*Exercise brief*: Every entry that follows is to be duplicated exactly.

*Material shown*:
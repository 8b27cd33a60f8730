use crate::{
    db::record::Record,
    value::Value,
};
use std::{cmp::Ordering, collections::BTreeMap};

///
/// Predicate AST
///
/// Schema-agnostic row filter. The engine only ever builds conjunctions and
/// key-membership tests; callers may hand storage anything this tree can
/// express, and connections are free to translate it to native queries.
///

///
/// CompareOp
///

#[derive(Clone, Copy, Debug, Eq, PartialEq)]
pub enum CompareOp {
    Eq,
    Ne,
    Lt,
    Lte,
    Gt,
    Gte,
    In,
    NotIn,
}

///
/// ComparePredicate
///

#[derive(Clone, Debug, PartialEq)]
pub struct ComparePredicate {
    pub field: String,
    pub op: CompareOp,
    pub value: Value,
}

impl ComparePredicate {
    #[must_use]
    pub fn new(field: impl Into<String>, op: CompareOp, value: impl Into<Value>) -> Self {
        Self {
            field: field.into(),
            op,
            value: value.into(),
        }
    }
}

///
/// Predicate
///

#[derive(Clone, Debug, PartialEq)]
pub enum Predicate {
    True,
    False,
    And(Vec<Self>),
    Or(Vec<Self>),
    Not(Box<Self>),
    Compare(ComparePredicate),
    IsNull { field: String },
    IsMissing { field: String },
}

impl Predicate {
    #[must_use]
    pub const fn and(preds: Vec<Self>) -> Self {
        Self::And(preds)
    }

    #[must_use]
    pub const fn or(preds: Vec<Self>) -> Self {
        Self::Or(preds)
    }

    #[expect(clippy::should_implement_trait)]
    #[must_use]
    pub fn not(pred: Self) -> Self {
        Self::Not(Box::new(pred))
    }

    #[must_use]
    pub fn eq(field: impl Into<String>, value: impl Into<Value>) -> Self {
        Self::Compare(ComparePredicate::new(field, CompareOp::Eq, value))
    }

    #[must_use]
    pub fn ne(field: impl Into<String>, value: impl Into<Value>) -> Self {
        Self::Compare(ComparePredicate::new(field, CompareOp::Ne, value))
    }

    #[must_use]
    pub fn lt(field: impl Into<String>, value: impl Into<Value>) -> Self {
        Self::Compare(ComparePredicate::new(field, CompareOp::Lt, value))
    }

    #[must_use]
    pub fn lte(field: impl Into<String>, value: impl Into<Value>) -> Self {
        Self::Compare(ComparePredicate::new(field, CompareOp::Lte, value))
    }

    #[must_use]
    pub fn gt(field: impl Into<String>, value: impl Into<Value>) -> Self {
        Self::Compare(ComparePredicate::new(field, CompareOp::Gt, value))
    }

    #[must_use]
    pub fn gte(field: impl Into<String>, value: impl Into<Value>) -> Self {
        Self::Compare(ComparePredicate::new(field, CompareOp::Gte, value))
    }

    #[must_use]
    pub fn in_(field: impl Into<String>, values: Vec<Value>) -> Self {
        Self::Compare(ComparePredicate::new(field, CompareOp::In, Value::List(values)))
    }

    #[must_use]
    pub fn not_in(field: impl Into<String>, values: Vec<Value>) -> Self {
        Self::Compare(ComparePredicate::new(
            field,
            CompareOp::NotIn,
            Value::List(values),
        ))
    }

    #[must_use]
    pub fn is_null(field: impl Into<String>) -> Self {
        Self::IsNull {
            field: field.into(),
        }
    }
}

///
/// FieldPresence
///
/// Result of reading a field during evaluation. Distinguishes a missing
/// field from a present field whose value is `Null`.
///

#[derive(Clone, Copy, Debug, PartialEq)]
pub enum FieldPresence<'a> {
    Present(&'a Value),
    Missing,
}

///
/// Row
///
/// Anything that can expose field values by name.
///

pub trait Row {
    fn field(&self, name: &str) -> FieldPresence<'_>;
}

impl Row for BTreeMap<String, Value> {
    fn field(&self, name: &str) -> FieldPresence<'_> {
        self.get(name)
            .map_or(FieldPresence::Missing, FieldPresence::Present)
    }
}

impl Row for Record {
    fn field(&self, name: &str) -> FieldPresence<'_> {
        self.get(name)
            .map_or(FieldPresence::Missing, FieldPresence::Present)
    }
}

///
/// Evaluate a predicate against a single row.
///
/// Pure runtime evaluation: comparisons that are undefined for the two
/// values (different families, missing fields) evaluate to `false`.
///
#[must_use]
pub fn eval<R: Row + ?Sized>(row: &R, predicate: &Predicate) -> bool {
    match predicate {
        Predicate::True => true,
        Predicate::False => false,

        Predicate::And(children) => children.iter().all(|child| eval(row, child)),
        Predicate::Or(children) => children.iter().any(|child| eval(row, child)),
        Predicate::Not(inner) => !eval(row, inner),

        Predicate::Compare(cmp) => eval_compare(row, cmp),

        Predicate::IsNull { field } => {
            matches!(row.field(field), FieldPresence::Present(Value::Null))
        }
        Predicate::IsMissing { field } => matches!(row.field(field), FieldPresence::Missing),
    }
}

fn eval_compare<R: Row + ?Sized>(row: &R, cmp: &ComparePredicate) -> bool {
    let ComparePredicate { field, op, value } = cmp;

    let FieldPresence::Present(actual) = row.field(field) else {
        return false;
    };

    match op {
        CompareOp::Eq => actual.loose_eq(value),
        CompareOp::Ne => actual.compare(value).is_some_and(Ordering::is_ne),

        CompareOp::Lt => actual.compare(value).is_some_and(Ordering::is_lt),
        CompareOp::Lte => actual.compare(value).is_some_and(Ordering::is_le),
        CompareOp::Gt => actual.compare(value).is_some_and(Ordering::is_gt),
        CompareOp::Gte => actual.compare(value).is_some_and(Ordering::is_ge),

        CompareOp::In => in_list(actual, value).unwrap_or(false),
        CompareOp::NotIn => in_list(actual, value).is_some_and(|matched| !matched),
    }
}

// Whether a value equals any element of a list; `None` when `list` is not one.
fn in_list(actual: &Value, list: &Value) -> Option<bool> {
    let Value::List(items) = list else {
        return None;
    };

    Some(items.iter().any(|item| actual.loose_eq(item)))
}

///
/// TESTS
///

#[cfg(test)]
mod tests {
    use super::*;

    fn row(pairs: &[(&str, Value)]) -> BTreeMap<String, Value> {
        pairs
            .iter()
            .map(|(k, v)| ((*k).to_string(), v.clone()))
            .collect()
    }

    #[test]
    fn membership_matches_across_integer_signedness() {
        let image = row(&[("gallery_id", Value::Uint(2))]);

        assert!(eval(
            &image,
            &Predicate::in_("gallery_id", vec![Value::Int(1), Value::Int(2)])
        ));
        assert!(!eval(
            &image,
            &Predicate::not_in("gallery_id", vec![Value::Int(2)])
        ));
    }

    #[test]
    fn missing_and_null_are_distinct() {
        let image = row(&[("title", Value::Null)]);

        assert!(eval(&image, &Predicate::is_null("title")));
        assert!(!eval(&image, &Predicate::is_null("caption")));
        assert!(eval(
            &image,
            &Predicate::IsMissing {
                field: "caption".into()
            }
        ));
        assert!(
            !eval(&image, &Predicate::eq("caption", Value::Null)),
            "comparisons on missing fields should not match"
        );
    }

    #[test]
    fn incomparable_values_never_match() {
        let tag = row(&[("name", Value::from("sky"))]);

        assert!(!eval(&tag, &Predicate::gt("name", 3)));
        assert!(!eval(&tag, &Predicate::ne("name", 3)));
        assert!(eval(
            &tag,
            &Predicate::and(vec![
                Predicate::eq("name", "sky"),
                Predicate::not(Predicate::eq("name", "sea")),
            ])
        ));
    }
}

*Finished exercise*:
repository 8b27cd33a60f8730
use crate::{
    db::record::Record,
    value::Value,
};
use std::{cmp::Ordering, collections::BTreeMap};

///
/// Predicate AST
///
/// Schema-agnostic row filter. The engine only ever builds conjunctions and
/// key-membership tests; callers may hand storage anything this tree can
/// express, and connections are free to translate it to native queries.
///

///
/// CompareOp
///

#[derive(Clone, Copy, Debug, Eq, PartialEq)]
pub enum CompareOp {
    Eq,
    Ne,
    Lt,
    Lte,
    Gt,
    Gte,
    In,
    NotIn,
}

///
/// ComparePredicate
///

#[derive(Clone, Debug, PartialEq)]
pub struct ComparePredicate {
    pub field: String,
    pub op: CompareOp,
    pub value: Value,
}

impl ComparePredicate {
    #[must_use]
    pub fn new(field: impl Into<String>, op: CompareOp, value: impl Into<Value>) -> Self {
        Self {
            field: field.into(),
            op,
            value: value.into(),
        }
    }
}

///
/// Predicate
///

#[derive(Clone, Debug, PartialEq)]
pub enum Predicate {
    True,
    False,
    And(Vec<Self>),
    Or(Vec<Self>),
    Not(Box<Self>),
    Compare(ComparePredicate),
    IsNull { field: String },
    IsMissing { field: String },
}

impl Predicate {
    #[must_use]
    pub const fn and(preds: Vec<Self>) -> Self {
        Self::And(preds)
    }

    #[must_use]
    pub const fn or(preds: Vec<Self>) -> Self {
        Self::Or(preds)
    }

    #[expect(clippy::should_implement_trait)]
    #[must_use]
    pub fn not(pred: Self) -> Self {
        Self::Not(Box::new(pred))
    }

    #[must_use]
    pub fn eq(field: impl Into<String>, value: impl Into<Value>) -> Self {
        Self::Compare(ComparePredicate::new(field, CompareOp::Eq, value))
    }

    #[must_use]
    pub fn ne(field: impl Into<String>, value: impl Into<Value>) -> Self {
        Self::Compare(ComparePredicate::new(field, CompareOp::Ne, value))
    }

    #[must_use]
    pub fn lt(field: impl Into<String>, value: impl Into<Value>) -> Self {
        Self::Compare(ComparePredicate::new(field, CompareOp::Lt, value))
    }

    #[must_use]
    pub fn lte(field: impl Into<String>, value: impl Into<Value>) -> Self {
        Self::Compare(ComparePredicate::new(field, CompareOp::Lte, value))
    }

    #[must_use]
    pub fn gt(field: impl Into<String>, value: impl Into<Value>) -> Self {
        Self::Compare(ComparePredicate::new(field, CompareOp::Gt, value))
    }

    #[must_use]
    pub fn gte(field: impl Into<String>, value: impl Into<Value>) -> Self {
        Self::Compare(ComparePredicate::new(field, CompareOp::Gte, value))
    }

    #[must_use]
    pub fn in_(field: impl Into<String>, values: Vec<Value>) -> Self {
        Self::Compare(ComparePredicate::new(field, CompareOp::In, Value::List(values)))
    }

    #[must_use]
    pub fn not_in(field: impl Into<String>, values: Vec<Value>) -> Self {
        Self::Compare(ComparePredicate::new(
            field,
            CompareOp::NotIn,
            Value::List(values),
        ))
    }

    #[must_use]
    pub fn is_null(field: impl Into<String>) -> Self {
        Self::IsNull {
            field: field.into(),
        }
    }
}

///
/// FieldPresence
///
/// Result of reading a field during evaluation. Distinguishes a missing
/// field from a present field whose value is `Null`.
///

#[derive(Clone, Copy, Debug, PartialEq)]
pub enum FieldPresence<'a> {
    Present(&'a Value),
    Missing,
}

///
/// Row
///
/// Anything that can expose field values by name.
///

pub trait Row {
    fn field(&self, name: &str) -> FieldPresence<'_>;
}

impl Row for BTreeMap<String, Value> {
    fn field(&self, name: &str) -> FieldPresence<'_> {
        self.get(name)
            .map_or(FieldPresence::Missing, FieldPresence::Present)
    }
}

impl Row for Record {
    fn field(&self, name: &str) -> FieldPresence<'_> {
        self.get(name)
            .map_or(FieldPresence::Missing, FieldPresence::Present)
    }
}

///
/// Evaluate a predicate against a single row.
///
/// Pure runtime evaluation: comparisons that are undefined for the two
/// values (different families, missing fields) evaluate to `false`.
///
#[must_use]
pub fn eval<R: Row + ?Sized>(row: &R, predicate: &Predicate) -> bool {
    match predicate {
        Predicate::True => true,
        Predicate::False => false,

        Predicate::And(children) => children.iter().all(|child| eval(row, child)),
        Predicate::Or(children) => children.iter().any(|child| eval(row, child)),
        Predicate::Not(inner) => !eval(row, inner),

        Predicate::Compare(cmp) => eval_compare(row, cmp),

        Predicate::IsNull { field } => {
            matches!(row.field(field), FieldPresence::Present(Value::Null))
        }
        Predicate::IsMissing { field } => matches!(row.field(field), FieldPresence::Missing),
    }
}

fn eval_compare<R: Row + ?Sized>(row: &R, cmp: &ComparePredicate) -> bool {
    let ComparePredicate { field, op, value } = cmp;

    let FieldPresence::Present(actual) = row.field(field) else {
        return false;
    };

    match op {
        CompareOp::Eq => actual.loose_eq(value),
        CompareOp::Ne => actual.compare(value).is_some_and(Ordering::is_ne),

        CompareOp::Lt => actual.compare(value).is_some_and(Ordering::is_lt),
        CompareOp::Lte => actual.compare(value).is_some_and(Ordering::is_le),
        CompareOp::Gt => actual.compare(value).is_some_and(Ordering::is_gt),
        CompareOp::Gte => actual.compare(value).is_some_and(Ordering::is_ge),

        CompareOp::In => in_list(actual, value).unwrap_or(false),
        CompareOp::NotIn => in_list(actual, value).is_some_and(|matched| !matched),
    }
}

// Whether a value equals any element of a list; `None` when `list` is not one.
fn in_list(actual: &Value, list: &Value) -> Option<bool> {
    let Value::List(items) = list else {
        return None;
    };

    Some(items.iter().any(|item| actual.loose_eq(item)))
}

///
/// TESTS
///

#[cfg(test)]
mod tests {
    use super::*;

    fn row(pairs: &[(&str, Value)]) -> BTreeMap<String, Value> {
        pairs
            .iter()
            .map(|(k, v)| ((*k).to_string(), v.clone()))
            .collect()
    }

    #[test]
    fn membership_matches_across_integer_signedness() {
        let image = row(&[("gallery_id", Value::Uint(2))]);

        assert!(eval(
            &image,
            &Predicate::in_("gallery_id", vec![Value::Int(1), Value::Int(2)])
        ));
        assert!(!eval(
            &image,
            &Predicate::not_in("gallery_id", vec![Value::Int(2)])
        ));
    }

    #[test]
    fn missing_and_null_are_distinct() {
        let image = row(&[("title", Value::Null)]);

        assert!(eval(&image, &Predicate::is_null("title")));
        assert!(!eval(&image, &Predicate::is_null("caption")));
        assert!(eval(
            &image,
            &Predicate::IsMissing {
                field: "caption".into()
            }
        ));
        assert!(
            !eval(&image, &Predicate::eq("caption", Value::Null)),
            "comparisons on missing fields should not match"
        );
    }

    #[test]
    fn incomparable_values_never_match() {
        let tag = row(&[("name", Value::from("sky"))]);

        assert!(!eval(&tag, &Predicate::gt("name", 3)));
        assert!(!eval(&tag, &Predicate::ne("name", 3)));
        assert!(eval(
            &tag,
            &Predicate::and(vec![
                Predicate::eq("name", "sky"),
                Predicate::not(Predicate::eq("name", "sea")),
            ])
        ));
    }
}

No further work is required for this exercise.